--- GIVEN ENTRIES Enclosed Below ---

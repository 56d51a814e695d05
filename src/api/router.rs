//! HTTP router.
//!
//! Layers, outermost first: CORS → request tracing → handler.

use axum::http::HeaderValue;
use axum::routing::{get, post};
use axum::Router;
use tower_http::cors::{AllowHeaders, AllowMethods, AllowOrigin, CorsLayer};
use tower_http::trace::TraceLayer;

use crate::api::endpoints;
use crate::api::types::ApiContext;

pub fn api_router(ctx: ApiContext) -> Router {
    let cors = cors_layer(&ctx.config.cors_origins());

    Router::new()
        .route("/", get(endpoints::health::root))
        .route("/api/analyze", post(endpoints::analyze::analyze))
        .route("/api/generate-pdf", post(endpoints::report::generate_pdf))
        .with_state(ctx)
        .layer(TraceLayer::new_for_http())
        .layer(cors)
}

/// Allow-list CORS with credentials.
///
/// Credentials forbid wildcard methods and headers, so both mirror the
/// request instead.
fn cors_layer(origins: &[String]) -> CorsLayer {
    let origins: Vec<HeaderValue> = origins
        .iter()
        .filter_map(|origin| match HeaderValue::from_str(origin) {
            Ok(value) => Some(value),
            Err(e) => {
                tracing::warn!(origin, "Skipping invalid CORS origin: {e}");
                None
            }
        })
        .collect();

    CorsLayer::new()
        .allow_origin(AllowOrigin::list(origins))
        .allow_methods(AllowMethods::mirror_request())
        .allow_headers(AllowHeaders::mirror_request())
        .allow_credentials(true)
}

#[cfg(test)]
mod tests {
    use super::*;
    use axum::body::{to_bytes, Body};
    use axum::http::{Request, StatusCode};
    use tower::ServiceExt;

    use crate::api::types::test_support::{mock_context, MockAssistantFactory};

    fn router() -> Router {
        api_router(mock_context(MockAssistantFactory::replying("{}")))
    }

    #[tokio::test]
    async fn root_reports_running() {
        let response = router()
            .oneshot(Request::builder().uri("/").body(Body::empty()).unwrap())
            .await
            .unwrap();
        assert_eq!(response.status(), StatusCode::OK);
        let body = to_bytes(response.into_body(), 1024).await.unwrap();
        let json: serde_json::Value = serde_json::from_slice(&body).unwrap();
        assert_eq!(json["message"], "GlowMetrics Analysis API");
        assert_eq!(json["status"], "running");
    }

    #[tokio::test]
    async fn unknown_route_is_404() {
        let response = router()
            .oneshot(Request::builder().uri("/api/nothing").body(Body::empty()).unwrap())
            .await
            .unwrap();
        assert_eq!(response.status(), StatusCode::NOT_FOUND);
    }

    #[tokio::test]
    async fn analyze_rejects_get() {
        let response = router()
            .oneshot(Request::builder().uri("/api/analyze").body(Body::empty()).unwrap())
            .await
            .unwrap();
        assert_eq!(response.status(), StatusCode::METHOD_NOT_ALLOWED);
    }

    #[tokio::test]
    async fn cors_allows_dev_origin_with_credentials() {
        let response = router()
            .oneshot(
                Request::builder()
                    .method("OPTIONS")
                    .uri("/api/analyze")
                    .header("origin", "http://localhost:5173")
                    .header("access-control-request-method", "POST")
                    .body(Body::empty())
                    .unwrap(),
            )
            .await
            .unwrap();

        let headers = response.headers();
        assert_eq!(
            headers.get("access-control-allow-origin").unwrap(),
            "http://localhost:5173"
        );
        assert_eq!(headers.get("access-control-allow-credentials").unwrap(), "true");
    }

    #[tokio::test]
    async fn cors_ignores_unknown_origin() {
        let response = router()
            .oneshot(
                Request::builder()
                    .uri("/")
                    .header("origin", "https://evil.example")
                    .body(Body::empty())
                    .unwrap(),
            )
            .await
            .unwrap();
        assert!(response.headers().get("access-control-allow-origin").is_none());
    }
}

--- End of Enclosed GIVEN ENTRIES ---

From the records above, show each line that contains the word "AllowMethods".

use tower_http::cors::{AllowHeaders, AllowMethods, AllowOrigin, CorsLayer};
        .allow_methods(AllowMethods::mirror_request())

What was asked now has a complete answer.